I WAS A TEENAGE WEREWOLF, before he goes full lycanthrope, and is just a snotty high school letterman, growls his version of the 1950s Angry Young Dean: “People bug me.” Well, duh. This common sense admission wins over half the audience early on, so that when his era standard Brando pout is replaced by fangs and slobber we’re not totally unsympathetic; his shock-fuzzy coif seems ‘un-natural’ enough considering his hair-trigger temper was on display from scene one. ‘Rockdale High’s problem child ‘Tony Rivers’ is 20-year-old Michael Landon, making his debut. Tony’s outburst issues, with his ‘hep’ pals, patient girlfriend, pretty much everyone within jaw-flex range, will go into primeval overdrive when treated by ‘Dr. Brandon’, hypnotherapist and whackjob: “I’m going to TRANSFORM him, and unleash the savage instincts that lie hidden within… and then I’ll be judged the benefactor. Mankind is on the verge of destroying itself. The only hope for the human race is to hurl it back into its primitive norm, to start all over again. What’s one life compared to such a triumph?”
Indeed. The not-good doc is played by the omni-ubiquitous Whit Bissell, 47, who that year (1957) alone appeared in seven features and 14 different TV series. Directed by Gene Fowler Jr. (I Married A Monster From Outer Space), written by Herman Cohen and Aben Kandel, the 76-minute dip into angst-gone-animalistic was shot in one week for as little as $82,000. Considering it’s such a patently ridiculous scenario, some effective creepiness actually gets across.

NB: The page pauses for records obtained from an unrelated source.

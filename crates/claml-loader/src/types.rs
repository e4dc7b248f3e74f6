//! Loader-specific types: errors, transformation options and statistics.

use claml_types::{well_known, ContentMode, HierarchyMeaning, UnknownCodeError};
use thiserror::Error;

/// Errors that can abort a ClaML transformation.
///
/// Everything else (unknown kinds, empty labels, duplicate codes, ...) is
/// logged and skipped rather than surfaced.
#[derive(Error, Debug)]
pub enum ClamlError {
    /// I/O error reading or writing a file.
    #[error("IO error: {0}")]
    Io(#[from] std::io::Error),

    /// Malformed XML.
    #[error("XML parsing error: {0}")]
    Xml(#[from] quick_xml::Error),

    /// Malformed XML attribute.
    #[error("XML attribute error: {0}")]
    Attribute(#[from] quick_xml::events::attributes::AttrError),

    /// The document root is not a `ClaML` element.
    #[error("Not a ClaML document: root element is '{found}'")]
    NotClaml {
        /// The root element that was found.
        found: String,
    },

    /// A required attribute is absent.
    #[error("Missing required attribute '{attribute}' on element '{element}'")]
    MissingAttribute {
        /// The element missing the attribute.
        element: String,
        /// The attribute name.
        attribute: String,
    },

    /// The document ended inside an element.
    #[error("Unexpected end of document inside '{element}'")]
    UnexpectedEof {
        /// The element that was still open.
        element: String,
    },

    /// An option value is not valid.
    #[error("Invalid value for option '{option}': {value}")]
    InvalidOption {
        /// The option name.
        option: String,
        /// The rejected value.
        value: String,
    },

    /// JSON serialization error.
    #[error("JSON serialization error: {0}")]
    Json(#[from] serde_json::Error),

    /// File not found.
    #[error("File not found: {path}")]
    FileNotFound {
        /// The path that was not found.
        path: String,
    },
}

impl ClamlError {
    pub(crate) fn invalid_option(option: &str, err: UnknownCodeError) -> Self {
        Self::InvalidOption {
            option: option.to_string(),
            value: err.code,
        }
    }
}

/// Result type for ClaML operations.
pub type ClamlResult<T> = Result<T, ClamlError>;

/// Configuration for a ClaML transformation.
#[derive(Debug, Clone, PartialEq, Eq)]
pub struct TransformConfig {
    /// Rubric kinds that may hold the display, highest priority first.
    pub display_rubrics: Vec<String>,
    /// Rubric kind holding the definition.
    pub definition_rubric: String,
    /// Rubric kinds turned into designations.
    pub designation_rubrics: Vec<String>,
    /// Class kinds to leave out entirely.
    pub exclude_class_kinds: Vec<String>,
    /// Whether classes without a kind are left out.
    pub exclude_kindless_classes: bool,
    /// Hierarchy meaning of the output.
    pub hierarchy_meaning: HierarchyMeaning,
    /// Content mode of the output.
    pub content: ContentMode,
    /// Whether modifier classes are applied to synthesize concepts.
    pub apply_modifiers: bool,
    /// Whether the code system needs a version to be unambiguous.
    pub version_needed: bool,
    /// Technical id of the output resource.
    pub id: Option<String>,
    /// Canonical URL of the output resource.
    pub url: Option<String>,
    /// Value set representing the whole code system.
    pub value_set: Option<String>,
}

impl Default for TransformConfig {
    fn default() -> Self {
        Self {
            display_rubrics: vec![well_known::DEFAULT_DISPLAY_RUBRIC.to_string()],
            definition_rubric: well_known::DEFAULT_DEFINITION_RUBRIC.to_string(),
            designation_rubrics: vec![],
            exclude_class_kinds: vec![],
            exclude_kindless_classes: false,
            hierarchy_meaning: HierarchyMeaning::default(),
            content: ContentMode::default(),
            apply_modifiers: false,
            version_needed: false,
            id: None,
            url: None,
            value_set: None,
        }
    }
}

impl TransformConfig {
    /// Creates a config that also expands modifiers.
    pub fn with_modifiers() -> Self {
        Self {
            apply_modifiers: true,
            ..Default::default()
        }
    }

    /// Sets the display rubric priority list; an empty list keeps the default.
    pub fn display_rubrics<I, S>(mut self, rubrics: I) -> Self
    where
        I: IntoIterator<Item = S>,
        S: Into<String>,
    {
        let rubrics: Vec<String> = rubrics.into_iter().map(Into::into).collect();
        if !rubrics.is_empty() {
            self.display_rubrics = rubrics;
        }
        self
    }

    /// Sets the designation rubric list.
    pub fn designation_rubrics<I, S>(mut self, rubrics: I) -> Self
    where
        I: IntoIterator<Item = S>,
        S: Into<String>,
    {
        self.designation_rubrics = rubrics.into_iter().map(Into::into).collect();
        self
    }

    /// Sets the hierarchy meaning from its FHIR code.
    pub fn hierarchy_meaning_code(mut self, code: &str) -> ClamlResult<Self> {
        self.hierarchy_meaning = code
            .parse()
            .map_err(|e| ClamlError::invalid_option("hierarchyMeaning", e))?;
        Ok(self)
    }

    /// Sets the content mode from its FHIR code.
    pub fn content_code(mut self, code: &str) -> ClamlResult<Self> {
        self.content = code
            .parse()
            .map_err(|e| ClamlError::invalid_option("content", e))?;
        Ok(self)
    }

    /// Returns true if rubrics of this kind are turned into something other
    /// than a generic property.
    pub fn consumes_rubric(&self, kind: &str) -> bool {
        kind == self.definition_rubric
            || self.display_rubrics.iter().any(|r| r == kind)
            || self.designation_rubrics.iter().any(|r| r == kind)
    }
}

/// Statistics from transforming a ClaML document.
#[derive(Debug, Clone, Default, PartialEq, Eq)]
pub struct TransformStats {
    /// Classes read from the document.
    pub classes_read: usize,
    /// Concepts built from declared classes.
    pub declared_concepts: usize,
    /// Concepts synthesized from modifiers.
    pub modifier_concepts: usize,
    /// Classes left out by kind filters.
    pub excluded_classes: usize,
    /// Classes dropped because their code was already used.
    pub duplicate_codes: usize,
    /// Modifier codes skipped because they clash with an existing concept.
    pub modifier_collisions: usize,
    /// Labels dropped because they resolved to empty text.
    pub empty_labels: usize,
}

impl TransformStats {
    /// Total number of concepts in the output.
    pub fn total_concepts(&self) -> usize {
        self.declared_concepts + self.modifier_concepts
    }

    /// Returns the percentage of classes that became concepts.
    pub fn inclusion_rate(&self) -> f64 {
        if self.classes_read == 0 {
            0.0
        } else {
            (self.declared_concepts as f64 / self.classes_read as f64) * 100.0
        }
    }
}

#[cfg(test)]
mod tests {
    use super::*;

    #[test]
    fn test_transform_config_default() {
        let config = TransformConfig::default();
        assert_eq!(config.display_rubrics, vec!["preferred"]);
        assert_eq!(config.definition_rubric, "definition");
        assert!(config.designation_rubrics.is_empty());
        assert!(config.exclude_class_kinds.is_empty());
        assert!(!config.exclude_kindless_classes);
        assert_eq!(config.hierarchy_meaning, HierarchyMeaning::IsA);
        assert_eq!(config.content, ContentMode::Complete);
        assert!(!config.apply_modifiers);
        assert!(!config.version_needed);
    }

    #[test]
    fn test_empty_display_list_keeps_default() {
        let config = TransformConfig::default().display_rubrics(Vec::<String>::new());
        assert_eq!(config.display_rubrics, vec!["preferred"]);

        let config = TransformConfig::default().display_rubrics(["preferredLong", "preferred"]);
        assert_eq!(config.display_rubrics, vec!["preferredLong", "preferred"]);
    }

    #[test]
    fn test_option_codes() {
        let config = TransformConfig::default()
            .hierarchy_meaning_code("part-of")
            .unwrap()
            .content_code("fragment")
            .unwrap();
        assert_eq!(config.hierarchy_meaning, HierarchyMeaning::PartOf);
        assert_eq!(config.content, ContentMode::Fragment);

        let err = TransformConfig::default()
            .hierarchy_meaning_code("kind-of")
            .unwrap_err();
        assert!(matches!(
            err,
            ClamlError::InvalidOption { ref option, ref value }
                if option == "hierarchyMeaning" && value == "kind-of"
        ));
    }

    #[test]
    fn test_consumes_rubric() {
        let config = TransformConfig::default().designation_rubrics(["inclusion"]);
        assert!(config.consumes_rubric("preferred"));
        assert!(config.consumes_rubric("definition"));
        assert!(config.consumes_rubric("inclusion"));
        assert!(!config.consumes_rubric("note"));
    }

    #[test]
    fn test_stats_totals() {
        let stats = TransformStats {
            classes_read: 8,
            declared_concepts: 6,
            modifier_concepts: 4,
            ..Default::default()
        };
        assert_eq!(stats.total_concepts(), 10);
        assert!((stats.inclusion_rate() - 75.0).abs() < 0.01);
    }
}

That’s thanks to Joseph LaShelle’s camerawork, Phillip Scheer’s wild makeup job and reasonably decent acting from Landon, Bissell and a few supporting players like Barney Phillips (concerned detective), Malcolm Atterbury (Tony’s sad dad), Guy Williams (a cop) and Vladimir Sokoloff (janitor ‘from Romania’, who grasps the whole werewolf link because he’s from ‘the Old Country’).
Yvonne Lime (High School Hellcats, Dragstrip Riot) plays Tony’s understandably distraught squeeze (what are a few mangled students between friends?) and Playboy Playmate of the Month (May ’57) Dawn Richard gets a slash of immortality as a gymnast who really should have gone home at 3:00 (21-year old Dawn soon married producer David L. Wolper).
Drive-in’s were flooded with neckers making time between Tony’s excesses: the pint-sized flick was a hit, making maybe as much as $2,000,000. It brought forth I Was A Teenage Frankenstein later in the year (Whit again) and the “teenage something” spin & spoof theme was branded into the cultural zeitgeist mixmaster of movies, TV and music, giving successive generations ‘defining’ tags they can mock, identify with, debate over and rip off because they have got you & me—all figured out.
We leave cold, hard science to the experts, Doctors Wagner and Brandon—–WAGNER: “But you’re sacrificing a human life!” BRANDON: “Do you cry over a guinea pig? This boy is a freak police case. We’re probably saving him from the gas chamber.” WAGNER: “But the boy is so young, the transformation horrible -” BRANDON: “And you call yourself a scientist! That’s why you’ve never been more than an assistant.”